2017年7月4日(火)
「一強」崩壊が始まった
安倍政治への対抗軸を
野党と市民の共闘急ぐとき
「最終日の秋葉原は印象が悪かった。あれがとどめになった」
東京都議選の応援に入った自民党関係者の一人はつぶやきます。
安倍晋三首相が都議選で、最初で最後の街頭演説となった千代田区のJR秋葉原駅前。首相がマイクを握る前から、押し寄せた市民が「安倍やめろ」「国会開け」などとコール。演説場所は騒然となりました。登壇した安倍首相は、市民を指さし「こんな人たちに負けるわけにはいかない」と声を荒らげ、激しい批判の応酬になりました。

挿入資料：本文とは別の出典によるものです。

//! Spy and stub ports shared by the unit tests.

use std::collections::HashMap;
use std::sync::Mutex;
use std::sync::atomic::{AtomicBool, AtomicUsize, Ordering};
use std::time::Duration;

use async_trait::async_trait;
use chrono::{DateTime, TimeZone, Utc};

use crate::domain::{DispatchPayload, Endpoint};
use crate::ports::{Clock, CounterStore, StoreError, TransportError, WebhookTransport};

/// Counter store that records every call and every expiry it set.
#[derive(Default)]
pub struct SpyCounterStore {
    counts: Mutex<HashMap<String, u64>>,
    pub expiries: Mutex<Vec<(String, Duration)>>,
    calls: AtomicUsize,
    unavailable: AtomicBool,
}

impl SpyCounterStore {
    pub fn new() -> Self {
        Self::default()
    }

    pub fn unavailable() -> Self {
        let store = Self::default();
        store.unavailable.store(true, Ordering::SeqCst);
        store
    }

    pub fn calls(&self) -> usize {
        self.calls.load(Ordering::SeqCst)
    }

    pub fn count(&self, key: &str) -> u64 {
        self.counts.lock().unwrap().get(key).copied().unwrap_or(0)
    }
}

#[async_trait]
impl CounterStore for SpyCounterStore {
    async fn increment(&self, key: &str, ttl: Duration) -> Result<u64, StoreError> {
        self.calls.fetch_add(1, Ordering::SeqCst);
        if self.unavailable.load(Ordering::SeqCst) {
            return Err(StoreError::Connection("connection refused".to_string()));
        }

        let mut counts = self.counts.lock().unwrap();
        let count = counts.entry(key.to_string()).or_insert(0);
        *count += 1;
        if *count == 1 {
            self.expiries.lock().unwrap().push((key.to_string(), ttl));
        }
        Ok(*count)
    }
}

/// Clock that only moves when told to.
pub struct ManualClock {
    now: Mutex<DateTime<Utc>>,
}

impl ManualClock {
    /// 2024-03-01 12:00:10 UTC, ten seconds into a minute.
    pub fn new() -> Self {
        Self::at(Utc.with_ymd_and_hms(2024, 3, 1, 12, 0, 10).unwrap())
    }

    pub fn at(now: DateTime<Utc>) -> Self {
        Self {
            now: Mutex::new(now),
        }
    }

    pub fn advance(&self, by: Duration) {
        let mut now = self.now.lock().unwrap();
        *now += chrono::Duration::from_std(by).unwrap();
    }
}

impl Clock for ManualClock {
    fn now(&self) -> DateTime<Utc> {
        *self.now.lock().unwrap()
    }
}

/// Transport answering with a scripted result per endpoint URL.
///
/// Endpoints without a script answer 200.
#[derive(Default)]
pub struct ScriptedTransport {
    script: HashMap<String, Result<u16, ()>>,
    pub calls: Mutex<Vec<String>>,
    pub payloads: Mutex<Vec<DispatchPayload>>,
}

impl ScriptedTransport {
    pub fn new() -> Self {
        Self::default()
    }

    pub fn respond(mut self, url: &str, status: u16) -> Self {
        self.script.insert(url.to_string(), Ok(status));
        self
    }

    pub fn fail(mut self, url: &str) -> Self {
        self.script.insert(url.to_string(), Err(()));
        self
    }

    pub fn call_count(&self) -> usize {
        self.calls.lock().unwrap().len()
    }

    pub fn called(&self) -> Vec<String> {
        self.calls.lock().unwrap().clone()
    }
}

#[async_trait]
impl WebhookTransport for ScriptedTransport {
    async fn send(
        &self,
        endpoint: &Endpoint,
        payload: &DispatchPayload,
        _timeout: Duration,
    ) -> Result<u16, TransportError> {
        self.calls.lock().unwrap().push(endpoint.url().to_string());
        self.payloads.lock().unwrap().push(payload.clone());

        match self.script.get(endpoint.url()) {
            Some(Ok(status)) => Ok(*status),
            Some(Err(())) => Err(TransportError::Connection("connection refused".to_string())),
            None => Ok(200),
        }
    }
}

pub fn endpoints(n: usize) -> Vec<Endpoint> {
    (0..n)
        .map(|i| Endpoint::new(format!("https://hooks.test/{i}")))
        .collect()
}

選挙戦最後の異様な打ち上げの光景は、国会での多数を背景に「1強」と言われる政権の基盤が、大きく揺らぐ情勢の激変を象徴しました。
現有57議席から23議席に後退する歴史的大惨敗となった自民党。「40議席割れの可能性はあったが、23議席は全くの想定外。何が起こったのかわからない」(同党関係者)と衝撃を隠しません。
「1強」政治の急速な崩壊の始まり。国政への影響も必至です。
自民党関係者は「国会運営や政権運営で批判を受けた。自民党も『国政選挙並み』と位置付けた。影響は大きい」とし、東京の国会議員を中心に政権批判の声が上がると述べます。今後各級選挙で不振となれば、「党内政局」の可能性もあります。さらに「自公関係にも影響は出る。公明は国政では自民、東京では都民ファーストと組むが、成り立たない論理だ」という声も漏れます。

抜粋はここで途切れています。